Everyone has their preferences when in comes to devices to interact with their ‘digital stuff’ – desktops, laptops, smart phones, tablets and ipads, media streamers, ebook readers, games consoles, big screen TVs etc. There’s obviously no right or wrong choices, but a few things are worth considering: from an environmental and cost perspective it’s obviously not a good idea to be change or upgrade our devices too frequently, or to have devices sitting around unused for large periods of time. Consider buying second hand, or holding off on every single upgrade – if you’re gadget minded it’s easy to get swept up in the techno-hype surrounding new devices, focus on whether the improvements really warrant you buying a new device.


Once you’ve got a well organised digital system you can trust, and is secure, set about replacing as many of your incoming paper documents as possible. Ask for digital bank statements and utility bills, insurance details, warrantys, travel documents, manuals and instructions etc. Cancel hardcopy magazine subscriptions and sign-up for digital editions instead. Scan anything paper that does arrive to move it into your digital system. Build a habit of quickly and routinely adding documents to the right place in your filing system.


You’ve probably got a box, trunk, filing cabinet or cupboard full of paper documents of various types – birth certificates, qualifications, car details, house details, medical records, old financial documents etc. Many (thought obviously not all) can be scanned then shredded and destroyed. Work through systematically, scanning, naming and filing, either retaining or shredding the originals as appropriate.


Many of us keep hold of paper and other things, out of a sense of nostalgia, rather than utility – old school reports, scrapbooks, children’s art work etc. I’m quite a fan of nostalgia, but increasingly try to digitize these items, either by scanning them in, or by taking a photograph. As well as helping declutter your home, you’ll probably find things are easier to find, look at, share and store safely in a digital form. Various online digital scrapbooking groups and forums provide a large range of ideas for how digital nostalgia can be organised.
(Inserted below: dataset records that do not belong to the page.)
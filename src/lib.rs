//! signscout - code-signing resolution for Xcode archive builds
//!
//! Resolves, for a project or workspace and a named scheme, the embeddable
//! targets (app plus extensions) that participate in an archive build, and
//! each target's effective code-signing configuration, without invoking a
//! build. A CI signing service uses the result to decide which certificates
//! and provisioning profiles to fetch before building.

pub mod artifact;
pub mod emitter;
pub mod error;
pub mod graph;
pub mod locator;
pub mod pipeline;
pub mod request;
pub mod scheme;
pub mod settings;

pub use error::Error;
pub use pipeline::{resolve_code_sign_infos, resolve_target_map, TargetMap};
pub use request::ResolveRequest;
pub use settings::CodeSignInfo;
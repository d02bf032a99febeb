//! signscout CLI
//!
//! Entry point for the `signscout` command-line tool. Every subcommand
//! writes exactly one JSON document to stdout and reports failure through
//! the exit code; diagnostics go to stderr.

use clap::{Parser, Subcommand};
use serde_json::json;
use signscout::{emitter, error::Error, ResolveRequest};
use std::path::PathBuf;
use std::process;

#[derive(Parser)]
#[command(name = "signscout")]
#[command(about = "Code-signing resolution for Xcode archive builds", version)]
struct Cli {
    #[command(subcommand)]
    command: Commands,
}

#[derive(Subcommand)]
enum Commands {
    /// Resolve the embeddable targets and signing settings of a scheme
    Resolve {
        /// Path to the .xcodeproj or .xcworkspace
        #[arg(long)]
        project: PathBuf,

        /// Scheme name
        #[arg(long)]
        scheme: String,

        /// User name, for locating private schemes
        #[arg(long)]
        user: String,

        /// Build configuration (default: the scheme's archive configuration)
        #[arg(long)]
        configuration: Option<String>,

        /// Emit only the project-to-target-names mapping
        #[arg(long)]
        targets_only: bool,
    },

    /// Provisioning-profile commands
    Profile {
        #[command(subcommand)]
        action: ProfileCommands,
    },

    /// Locate a built artifact by name
    Artifact {
        /// Directory to search
        #[arg(long)]
        dir: PathBuf,

        /// Artifact base name
        #[arg(long)]
        name: Option<String>,

        /// Read the artifact name from this .xcarchive instead
        #[arg(long)]
        archive: Option<PathBuf>,

        /// Artifact extension (e.g. "ipa")
        #[arg(long)]
        ext: String,
    },
}

#[derive(Subcommand)]
enum ProfileCommands {
    /// Decode one .mobileprovision file
    Show {
        /// Path to the profile
        #[arg(long)]
        path: PathBuf,
    },

    /// List installed .mobileprovision files
    List {
        /// Profile directory (default: ~/Library/MobileDevice/Provisioning Profiles)
        #[arg(long)]
        dir: Option<PathBuf>,
    },
}

fn main() {
    let cli = Cli::parse();

    let code = match cli.command {
        Commands::Resolve {
            project,
            scheme,
            user,
            configuration,
            targets_only,
        } => run_resolve(project, scheme, user, configuration, targets_only),
        Commands::Profile { action } => match action {
            ProfileCommands::Show { path } => {
                emitter::emit(signscout_profile::decode_file(&path).map_err(Error::from))
            }
            ProfileCommands::List { dir } => run_profile_list(dir),
        },
        Commands::Artifact {
            dir,
            name,
            archive,
            ext,
        } => run_artifact(dir, name, archive, ext),
    };

    process::exit(code);
}

fn run_resolve(
    project: PathBuf,
    scheme: String,
    user: String,
    configuration: Option<String>,
    targets_only: bool,
) -> i32 {
    let request = match ResolveRequest::new(project, scheme, user, configuration) {
        Ok(request) => request,
        Err(error) => return emitter::emit(Err::<(), _>(error)),
    };

    if targets_only {
        emitter::emit(signscout::resolve_target_map(&request))
    } else {
        emitter::emit(signscout::resolve_code_sign_infos(&request))
    }
}

fn run_artifact(dir: PathBuf, name: Option<String>, archive: Option<PathBuf>, ext: String) -> i32 {
    let name = match (name, archive) {
        (Some(name), _) => Ok(name),
        (None, Some(archive)) => signscout::artifact::archive_app_name(&archive),
        (None, None) => Err(Error::Input("name".to_string())),
    };

    emitter::emit(
        name.and_then(|name| signscout::artifact::locate_artifact(&dir, &name, &ext))
            .map(|path| json!({ "path": path.to_string_lossy() })),
    )
}

fn run_profile_list(dir: Option<PathBuf>) -> i32 {
    let dir = match dir {
        Some(dir) => dir,
        None => match std::env::var("HOME") {
            Ok(home) => PathBuf::from(home).join(signscout_profile::PROFILE_DIR),
            Err(_) => {
                eprintln!("Cannot determine home directory; pass --dir explicitly.");
                return emitter::emit(Err::<(), _>(Error::Input("dir".to_string())));
            }
        },
    };

    emitter::emit(
        signscout_profile::installed_profiles(&dir)
            .map(|paths| {
                paths
                    .iter()
                    .map(|p| p.to_string_lossy().into_owned())
                    .collect::<Vec<_>>()
            })
            .map_err(Error::from),
    )
}
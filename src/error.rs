//! Error kinds for the resolution pipeline.
//!
//! Every failure in any component propagates unmodified to the result
//! emitter, which is the single point converting it into the structured
//! failure document. Nothing is swallowed or retried internally.

use std::path::PathBuf;

#[derive(Debug, thiserror::Error)]
pub enum Error {
    /// A required input is missing or empty.
    #[error("missing required input: {0}")]
    Input(String),

    /// A scheme, target, build configuration or project file is absent.
    #[error("{0}")]
    NotFound(String),

    /// More than one candidate file matched a lookup by name.
    #[error("{0}")]
    AmbiguousResult(String),

    /// The target-dependency graph could not be resolved.
    #[error("{0}")]
    Graph(String),

    /// A failure reported by the developer-portal collaborator; carries the
    /// provider-preferred message when one is available.
    #[error("{message}")]
    Remote { message: String },

    /// A transient remote condition the caller should retry.
    #[error("{message}")]
    Retryable { message: String },

    #[error("failed to read {}: {source}", path.display())]
    Io {
        path: PathBuf,
        source: std::io::Error,
    },

    #[error(transparent)]
    Project(#[from] signscout_xcodeproj::ProjectError),

    #[error(transparent)]
    Profile(#[from] signscout_profile::ProfileError),
}

impl Error {
    /// Whether the caller should re-invoke instead of treating this as final.
    pub fn is_retryable(&self) -> bool {
        matches!(self, Error::Retryable { .. })
    }

    /// Process exit code for this failure. Retryable failures exit 0; the
    /// caller inspects the `retry` flag in the output document.
    pub fn exit_code(&self) -> i32 {
        if self.is_retryable() {
            0
        } else {
            1
        }
    }

    /// The failure message followed by the error-source chain, one frame
    /// per line.
    pub fn trace(&self) -> String {
        let mut lines = vec![self.to_string()];
        let mut source = std::error::Error::source(self);
        while let Some(cause) = source {
            lines.push(format!("caused by: {}", cause));
            source = cause.source();
        }
        lines.join("\n")
    }
}
//! Project, target and configuration views over a parsed `.pbxproj`.

use crate::openstep::parse_pbxproj;
use crate::value::Value;
use crate::ProjectError;
use std::collections::BTreeMap;
use std::fs;
use std::path::{Path, PathBuf};

/// The kind of product a target builds. Only applications and app
/// extensions are embeddable in an archive.
#[derive(Debug, Clone, PartialEq, Eq)]
pub enum ProductType {
    Application,
    AppExtension,
    Other(String),
}

impl ProductType {
    /// Map a `com.apple.product-type.*` identifier.
    pub fn from_identifier(identifier: &str) -> ProductType {
        const EXTENSION_TYPES: &[&str] = &[
            "com.apple.product-type.app-extension",
            "com.apple.product-type.app-extension.messages",
            "com.apple.product-type.app-extension.messages-sticker-pack",
            "com.apple.product-type.watchkit-extension",
            "com.apple.product-type.watchkit2-extension",
            "com.apple.product-type.tv-app-extension",
            "com.apple.product-type.extensionkit-extension",
        ];

        if identifier == "com.apple.product-type.application"
            || identifier.starts_with("com.apple.product-type.application.")
        {
            ProductType::Application
        } else if EXTENSION_TYPES.contains(&identifier) {
            ProductType::AppExtension
        } else {
            ProductType::Other(identifier.to_string())
        }
    }

    /// Whether a target of this type belongs in an archive's embeddable set.
    pub fn is_embeddable(&self) -> bool {
        matches!(self, ProductType::Application | ProductType::AppExtension)
    }
}

/// One dependency edge of a target.
#[derive(Debug, Clone, PartialEq, Eq)]
pub enum Dependency {
    /// A target in the same project, by object id.
    Local(String),
    /// A target in another project, through a container file reference.
    /// `container` is the referenced `.xcodeproj` path, relative to the
    /// owning project's parent directory.
    Remote {
        container: String,
        target_name: String,
    },
}

/// A build configuration: a name plus its raw setting values.
#[derive(Debug, Clone)]
pub struct BuildConfiguration {
    pub name: String,
    settings: BTreeMap<String, Value>,
}

impl BuildConfiguration {
    pub fn setting(&self, key: &str) -> Option<&Value> {
        self.settings.get(key)
    }
}

/// A target of a project.
#[derive(Debug, Clone)]
pub struct Target {
    pub id: String,
    pub name: String,
    pub product_type: ProductType,
    pub dependencies: Vec<Dependency>,
    pub configurations: Vec<BuildConfiguration>,
}

impl Target {
    pub fn configuration(&self, name: &str) -> Option<&BuildConfiguration> {
        self.configurations.iter().find(|c| c.name == name)
    }
}

/// A read-only view of one `.xcodeproj` on disk. Identity is the absolute
/// bundle path; construction parses `project.pbxproj` once and the view is
/// never written back.
#[derive(Debug)]
pub struct Project {
    path: PathBuf,
    targets: Vec<Target>,
    project_configurations: Vec<BuildConfiguration>,
    target_attributes: BTreeMap<String, BTreeMap<String, String>>,
}

impl Project {
    /// Open the `.xcodeproj` bundle at `path`.
    pub fn open(path: &Path) -> Result<Project, ProjectError> {
        let pbxproj_path = path.join("project.pbxproj");
        let content = fs::read_to_string(&pbxproj_path).map_err(|source| ProjectError::Read {
            path: pbxproj_path.clone(),
            source,
        })?;
        let root = parse_pbxproj(&content).map_err(|e| ProjectError::Parse {
            path: pbxproj_path,
            message: e.to_string(),
        })?;

        Self::from_plist(path, &root)
    }

    pub(crate) fn from_plist(path: &Path, root: &Value) -> Result<Project, ProjectError> {
        let objects = root
            .get("objects")
            .and_then(Value::as_dict)
            .ok_or_else(|| ProjectError::Malformed("missing objects table".to_string()))?;
        let root_id = root
            .get_str("rootObject")
            .ok_or_else(|| ProjectError::Malformed("missing rootObject".to_string()))?;
        let project_obj = objects
            .get(root_id)
            .ok_or_else(|| ProjectError::Malformed(format!("rootObject {} not found", root_id)))?;

        let project_configurations =
            configurations_of(objects, project_obj.get_str("buildConfigurationList"));

        let mut targets = Vec::new();
        for target_id in ids_of(project_obj.get("targets")) {
            let Some(target_obj) = objects.get(&target_id) else {
                continue;
            };
            let Some(name) = target_obj.get_str("name") else {
                continue;
            };
            let product_type = target_obj
                .get_str("productType")
                .map(ProductType::from_identifier)
                .unwrap_or_else(|| ProductType::Other(String::new()));

            let mut dependencies = Vec::new();
            for dep_id in ids_of(target_obj.get("dependencies")) {
                if let Some(dep) = resolve_dependency(objects, root_id, &dep_id) {
                    dependencies.push(dep);
                }
            }

            targets.push(Target {
                id: target_id,
                name: name.to_string(),
                product_type,
                dependencies,
                configurations: configurations_of(
                    objects,
                    target_obj.get_str("buildConfigurationList"),
                ),
            });
        }

        // Same-project proxy edges carry only the remote target name; pin
        // them to ids now that every target is known.
        let ids_by_name: BTreeMap<String, String> = targets
            .iter()
            .map(|t| (t.name.clone(), t.id.clone()))
            .collect();
        for target in &mut targets {
            for dep in &mut target.dependencies {
                let pinned = match dep {
                    Dependency::Remote {
                        container,
                        target_name,
                    } if container.is_empty() => ids_by_name
                        .get(target_name.as_str())
                        .map(|id| Dependency::Local(id.clone())),
                    _ => None,
                };
                if let Some(local) = pinned {
                    *dep = local;
                }
            }
        }

        let target_attributes = project_obj
            .get("attributes")
            .and_then(|a| a.get("TargetAttributes"))
            .and_then(Value::as_dict)
            .map(|attrs| {
                attrs
                    .iter()
                    .map(|(id, entry)| (id.clone(), string_dict(entry)))
                    .collect()
            })
            .unwrap_or_default();

        Ok(Project {
            path: path.to_path_buf(),
            targets,
            project_configurations,
            target_attributes,
        })
    }

    /// Absolute path of the `.xcodeproj` bundle.
    pub fn path(&self) -> &Path {
        &self.path
    }

    /// Project name: the bundle's file stem.
    pub fn name(&self) -> &str {
        self.path
            .file_stem()
            .and_then(|s| s.to_str())
            .unwrap_or_default()
    }

    pub fn targets(&self) -> &[Target] {
        &self.targets
    }

    pub fn target_named(&self, name: &str) -> Option<&Target> {
        self.targets.iter().find(|t| t.name == name)
    }

    pub fn target_by_id(&self, id: &str) -> Option<&Target> {
        self.targets.iter().find(|t| t.id == id)
    }

    /// Project-level configuration with the given name.
    pub fn project_configuration(&self, name: &str) -> Option<&BuildConfiguration> {
        self.project_configurations.iter().find(|c| c.name == name)
    }

    /// One attribute of a target from the project's `TargetAttributes`
    /// table, keyed by target id. Absent tables and entries yield `None`.
    pub fn target_attribute(&self, target_id: &str, key: &str) -> Option<&str> {
        self.target_attributes
            .get(target_id)
            .and_then(|attrs| attrs.get(key))
            .map(String::as_str)
    }
}

fn ids_of(value: Option<&Value>) -> Vec<String> {
    value
        .and_then(Value::as_array)
        .map(|items| {
            items
                .iter()
                .filter_map(Value::as_str)
                .map(str::to_string)
                .collect()
        })
        .unwrap_or_default()
}

fn string_dict(value: &Value) -> BTreeMap<String, String> {
    value
        .as_dict()
        .map(|entries| {
            entries
                .iter()
                .map(|(k, v)| (k.clone(), v.to_setting_string()))
                .collect()
        })
        .unwrap_or_default()
}

fn configurations_of(
    objects: &BTreeMap<String, Value>,
    list_id: Option<&str>,
) -> Vec<BuildConfiguration> {
    let Some(list) = list_id.and_then(|id| objects.get(id)) else {
        return Vec::new();
    };
    ids_of(list.get("buildConfigurations"))
        .into_iter()
        .filter_map(|config_id| {
            let config = objects.get(&config_id)?;
            let name = config.get_str("name")?;
            let settings = config
                .get("buildSettings")
                .and_then(Value::as_dict)
                .cloned()
                .unwrap_or_default();
            Some(BuildConfiguration {
                name: name.to_string(),
                settings,
            })
        })
        .collect()
}

/// Resolve one `PBXTargetDependency` object into an edge. Edges the model
/// cannot resolve (no target, no proxy, dangling ids) are skipped, matching
/// how stale project files behave in practice.
fn resolve_dependency(
    objects: &BTreeMap<String, Value>,
    root_id: &str,
    dep_id: &str,
) -> Option<Dependency> {
    let dep_obj = objects.get(dep_id)?;

    if let Some(target_id) = dep_obj.get_str("target") {
        return Some(Dependency::Local(target_id.to_string()));
    }

    let proxy = objects.get(dep_obj.get_str("targetProxy")?)?;
    let target_name = proxy.get_str("remoteInfo")?.to_string();
    let portal_id = proxy.get_str("containerPortal")?;

    if portal_id == root_id {
        // Same project; pinned to an id by the caller once targets exist.
        return Some(Dependency::Remote {
            container: String::new(),
            target_name,
        });
    }

    let file_ref = objects.get(portal_id)?;
    let container = file_ref.get_str("path")?.to_string();
    Some(Dependency::Remote {
        container,
        target_name,
    })
}
//! Workspace/project locator.
//!
//! Turns the input path into the list of candidate `.xcodeproj` paths: a
//! single project passes through, a workspace is expanded by scanning its
//! manifest for group-reference path literals. Projects managed by
//! CocoaPods are never signing candidates and are dropped.

use crate::error::Error;
use regex_lite::Regex;
use std::fs;
use std::path::{Component, Path, PathBuf};

/// The manifest file inside a workspace bundle.
const WORKSPACE_MANIFEST: &str = "contents.xcworkspacedata";

/// Suffix of the project generated by CocoaPods.
const PODS_PROJECT_SUFFIX: &str = "Pods/Pods.xcodeproj";

/// All projects the input refers to, as absolute paths in manifest order
/// (duplicates preserved; callers deduplicate downstream as needed).
pub fn contained_projects(input: &Path) -> Result<Vec<PathBuf>, Error> {
    if input.extension().is_some_and(|e| e == "xcodeproj") {
        return Ok(vec![absolutize(input)]);
    }

    let manifest = input.join(WORKSPACE_MANIFEST);
    let content = fs::read_to_string(&manifest).map_err(|source| {
        Error::NotFound(format!(
            "workspace manifest not readable: {}: {}",
            manifest.display(),
            source
        ))
    })?;

    let base = input.parent().unwrap_or_else(|| Path::new("."));
    let group_reference = Regex::new(r#""group:([^"]*)""#).expect("valid pattern");

    Ok(group_reference
        .captures_iter(&content)
        .map(|capture| absolutize(&base.join(&capture[1])))
        .filter(|path| !path.to_string_lossy().ends_with(PODS_PROJECT_SUFFIX))
        .collect())
}

/// Lexically absolutize a path: anchor relative paths at the current
/// directory and fold `.`/`..` components without touching the filesystem.
pub fn absolutize(path: &Path) -> PathBuf {
    let anchored = if path.is_absolute() {
        path.to_path_buf()
    } else {
        std::env::current_dir()
            .unwrap_or_else(|_| PathBuf::from("."))
            .join(path)
    };

    let mut normalized = PathBuf::new();
    for component in anchored.components() {
        match component {
            Component::CurDir => {}
            Component::ParentDir => {
                normalized.pop();
            }
            other => normalized.push(other),
        }
    }
    normalized
}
As more and more of our lives are digital, and we spend more and more time sat still, looking at screens as a result, it’s worth remembering that the ‘real’ world is still out there, and we should take care not to become too detached from it. Getting enough exercise, spending time in the company of others, nature and sunshine are good for us . . . try a screen free day a week, or have a ‘no screens after 11:00pm rule’.